//! HTTP request and response types.
//!
//! # Design
//! `ApiRequest` is what resource operations hand to the client: a method, a
//! URI relative to the API base, and an optional JSON payload or file
//! attachment. The client resolves it into an `HttpRequest` (absolute URL,
//! headers, encoded body) which a `Transport` executes and answers with an
//! `HttpResponse`. Both wire types are plain owned data so transports and
//! tests can build them by hand.

use std::io::{self, Cursor, Read};
use std::time::Duration;

use mime::Mime;
use multipart::client::lazy::Multipart;
use serde_json::Value;

/// HTTP method for a request.
#[derive(Debug, Clone, Copy, PartialEq, Eq)]
pub enum HttpMethod {
    Get,
    Post,
    Put,
    Delete,
}

impl HttpMethod {
    pub const fn as_str(self) -> &'static str {
        match self {
            Self::Get => "GET",
            Self::Post => "POST",
            Self::Put => "PUT",
            Self::Delete => "DELETE",
        }
    }
}

impl std::fmt::Display for HttpMethod {
    fn fmt(&self, f: &mut std::fmt::Formatter<'_>) -> std::fmt::Result {
        f.write_str(self.as_str())
    }
}

/// A file sent as a multipart form part.
#[derive(Debug, Clone, PartialEq, Eq)]
pub struct FileAttachment {
    pub file_name: String,
    pub content_type: Option<String>,
    pub bytes: Vec<u8>,
}

impl FileAttachment {
    pub fn new(file_name: impl Into<String>, bytes: impl Into<Vec<u8>>) -> Self {
        Self {
            file_name: file_name.into(),
            content_type: None,
            bytes: bytes.into(),
        }
    }

    pub fn content_type(mut self, content_type: impl Into<String>) -> Self {
        self.content_type = Some(content_type.into());
        self
    }
}

/// One logical API call, before URL resolution and header generation.
#[derive(Debug, Clone, PartialEq)]
pub struct ApiRequest {
    pub method: HttpMethod,
    pub uri: String,
    pub json: Option<Value>,
    pub attachment: Option<FileAttachment>,
    /// Drops `Content-Type: application/json` so the body can be multipart.
    pub file_upload: bool,
    /// Overrides the client's `total_timeout` for this call.
    pub timeout: Option<Duration>,
}

impl ApiRequest {
    pub fn new(method: HttpMethod, uri: impl Into<String>) -> Self {
        Self {
            method,
            uri: uri.into(),
            json: None,
            attachment: None,
            file_upload: false,
            timeout: None,
        }
    }

    pub fn get(uri: impl Into<String>) -> Self {
        Self::new(HttpMethod::Get, uri)
    }

    pub fn post(uri: impl Into<String>) -> Self {
        Self::new(HttpMethod::Post, uri)
    }

    pub fn put(uri: impl Into<String>) -> Self {
        Self::new(HttpMethod::Put, uri)
    }

    pub fn delete(uri: impl Into<String>) -> Self {
        Self::new(HttpMethod::Delete, uri)
    }

    pub fn json(mut self, payload: Value) -> Self {
        self.json = Some(payload);
        self
    }

    pub fn attachment(mut self, attachment: FileAttachment) -> Self {
        self.attachment = Some(attachment);
        self.file_upload = true;
        self
    }

    pub fn timeout(mut self, timeout: Duration) -> Self {
        self.timeout = Some(timeout);
        self
    }

    /// The JSON payload, if one is present and non-empty.
    pub(crate) fn payload(&self) -> Option<&Value> {
        self.json.as_ref().filter(|value| !is_empty_json(value))
    }
}

fn is_empty_json(value: &Value) -> bool {
    match value {
        Value::Null => true,
        Value::Object(map) => map.is_empty(),
        Value::Array(items) => items.is_empty(),
        Value::String(text) => text.is_empty(),
        _ => false,
    }
}

/// An HTTP request described as plain data.
#[derive(Debug, Clone, PartialEq)]
pub struct HttpRequest {
    pub method: HttpMethod,
    pub url: String,
    pub headers: Vec<(String, String)>,
    pub body: Option<Vec<u8>>,
}

impl HttpRequest {
    pub fn header(&self, name: &str) -> Option<&str> {
        find_header(&self.headers, name)
    }
}

/// An HTTP response described as plain data.
#[derive(Debug, Clone, PartialEq)]
pub struct HttpResponse {
    pub status: u16,
    pub headers: Vec<(String, String)>,
    pub body: String,
}

impl HttpResponse {
    pub fn new(status: u16, body: impl Into<String>) -> Self {
        Self {
            status,
            headers: Vec::new(),
            body: body.into(),
        }
    }

    pub fn with_header(mut self, name: impl Into<String>, value: impl Into<String>) -> Self {
        self.headers.push((name.into(), value.into()));
        self
    }

    /// Case-insensitive header lookup; the first match wins.
    pub fn header(&self, name: &str) -> Option<&str> {
        find_header(&self.headers, name)
    }

    /// Anything below 400; a 429 is not ok.
    pub fn is_ok(&self) -> bool {
        self.status < 400
    }

    pub fn json(&self) -> Result<Value, serde_json::Error> {
        serde_json::from_str(&self.body)
    }
}

fn find_header<'a>(headers: &'a [(String, String)], name: &str) -> Option<&'a str> {
    headers
        .iter()
        .find(|(key, _)| key.eq_ignore_ascii_case(name))
        .map(|(_, value)| value.as_str())
}

/// Join the API base URL and a relative URI with exactly one slash.
pub(crate) fn join_url(base: &str, uri: &str) -> String {
    format!("{}/{}", base.trim_end_matches('/'), uri.trim_start_matches('/'))
}

/// A `multipart/form-data` body and the boundary that frames its parts.
#[derive(Debug)]
pub(crate) struct MultipartBody {
    pub(crate) boundary: String,
    pub(crate) bytes: Vec<u8>,
}

impl MultipartBody {
    pub(crate) fn content_type(&self) -> String {
        format!("multipart/form-data; boundary={}", self.boundary)
    }
}

/// Encode one text part per field of `fields`, then the file under the
/// `attachment` part name.
pub(crate) fn encode_multipart(fields: Option<&Value>, file: &FileAttachment) -> io::Result<MultipartBody> {
    let mut form = Multipart::new();
    if let Some(Value::Object(map)) = fields {
        for (name, value) in map {
            let text = match value {
                Value::String(text) => text.clone(),
                other => other.to_string(),
            };
            form.add_text(disposition_param(name), text);
        }
    }
    let mime = file
        .content_type
        .as_deref()
        .and_then(|content_type| content_type.parse::<Mime>().ok())
        .unwrap_or(mime::APPLICATION_OCTET_STREAM);
    form.add_stream(
        "attachment",
        Cursor::new(file.bytes.as_slice()),
        Some(disposition_param(&file.file_name)),
        Some(mime),
    );

    let mut prepared = form.prepare().map_err(|err| err.error)?;
    let boundary = prepared.boundary().to_string();
    let mut bytes = Vec::with_capacity(file.bytes.len() + 256);
    prepared.read_to_end(&mut bytes)?;
    Ok(MultipartBody { boundary, bytes })
}

/// Percent-encode the characters that would end a quoted
/// `Content-Disposition` parameter or the header line itself.
fn disposition_param(value: &str) -> String {
    let mut escaped = String::with_capacity(value.len());
    for ch in value.chars() {
        match ch {
            '"' => escaped.push_str("%22"),
            '\r' => escaped.push_str("%0D"),
            '\n' => escaped.push_str("%0A"),
            other => escaped.push(other),
        }
    }
    escaped
}

#[cfg(test)]
mod tests {
    use super::*;
    use serde_json::json;

    #[test]
    fn join_url_collapses_slashes() {
        assert_eq!(
            join_url("https://api.clickup.com/api/v2/", "/task/abc"),
            "https://api.clickup.com/api/v2/task/abc"
        );
        assert_eq!(join_url("http://localhost:3000", "team"), "http://localhost:3000/team");
    }

    #[test]
    fn header_lookup_ignores_case() {
        let response = HttpResponse::new(200, "{}").with_header("X-RateLimit-Remaining", "99");
        assert_eq!(response.header("x-ratelimit-remaining"), Some("99"));
        assert!(response.header("x-ratelimit-reset").is_none());
    }

    #[test]
    fn statuses_from_400_are_not_ok() {
        assert!(HttpResponse::new(204, "").is_ok());
        assert!(HttpResponse::new(399, "").is_ok());
        assert!(!HttpResponse::new(400, "").is_ok());
        assert!(!HttpResponse::new(429, "").is_ok());
    }

    #[test]
    fn empty_payloads_are_not_sent() {
        assert!(ApiRequest::post("list/1/task/2").payload().is_none());
        assert!(ApiRequest::post("x").json(json!({})).payload().is_none());
        assert!(ApiRequest::post("x").json(Value::Null).payload().is_none());
        assert!(ApiRequest::post("x").json(json!({"name": "a"})).payload().is_some());
    }

    #[test]
    fn attachment_turns_on_file_upload() {
        let req = ApiRequest::post("task/1/attachment").attachment(FileAttachment::new("a.txt", "hi"));
        assert!(req.file_upload);
        assert_eq!(req.method, HttpMethod::Post);
    }

    #[test]
    fn multipart_body_has_fields_and_file() {
        let file = FileAttachment::new("notes.txt", b"hello".to_vec()).content_type("text/plain");
        let form = encode_multipart(Some(&json!({"filename": "notes.txt"})), &file).unwrap();
        assert!(!form.boundary.is_empty());
        assert_eq!(form.content_type(), format!("multipart/form-data; boundary={}", form.boundary));

        let text = String::from_utf8(form.bytes).unwrap();
        assert!(text.contains(&format!("--{}", form.boundary)));
        assert!(text.contains("name=\"filename\""));
        assert!(text.contains("\r\n\r\nnotes.txt\r\n"));
        assert!(text.contains("name=\"attachment\"; filename=\"notes.txt\""));
        assert!(text.contains("Content-Type: text/plain\r\n\r\nhello"));
        assert!(text.contains(&format!("--{}--", form.boundary)));
    }

    #[test]
    fn multipart_defaults_content_type() {
        let file = FileAttachment::new("blob.bin", vec![0u8, 1, 2]);
        let form = encode_multipart(None, &file).unwrap();
        let text = String::from_utf8_lossy(&form.bytes);
        assert!(text.contains("Content-Type: application/octet-stream"));

        let garbled = FileAttachment::new("blob.bin", vec![0u8]).content_type("text/plain\r\nX-Injected: 1");
        let form = encode_multipart(None, &garbled).unwrap();
        let text = String::from_utf8_lossy(&form.bytes);
        assert!(text.contains("Content-Type: application/octet-stream"));
        assert!(!text.contains("X-Injected"));
    }

    #[test]
    fn file_name_cannot_inject_part_headers() {
        let file = FileAttachment::new("a.txt\"\r\nX-Injected: 1\r\n\r\nevil", b"hi".to_vec());
        let fields = json!({"na\"me\r\nX-Field: 1": "v"});
        let form = encode_multipart(Some(&fields), &file).unwrap();
        let text = String::from_utf8(form.bytes).unwrap();
        assert!(!text.contains("\r\nX-Injected: 1\r\n"));
        assert!(!text.contains("\r\nX-Field: 1"));
        assert!(text.contains("filename=\"a.txt%22%0D%0AX-Injected: 1%0D%0A%0D%0Aevil\""));
        assert!(text.contains("name=\"na%22me%0D%0AX-Field: 1\""));
    }
}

▬▬▬▬▬▬▬▬▬▬

Write out, exactly and with nothing else, the lines of the listing above from its first line through the line with "answers with an".

//! HTTP request and response types.
//!
//! # Design
//! `ApiRequest` is what resource operations hand to the client: a method, a
//! URI relative to the API base, and an optional JSON payload or file
//! attachment. The client resolves it into an `HttpRequest` (absolute URL,
//! headers, encoded body) which a `Transport` executes and answers with an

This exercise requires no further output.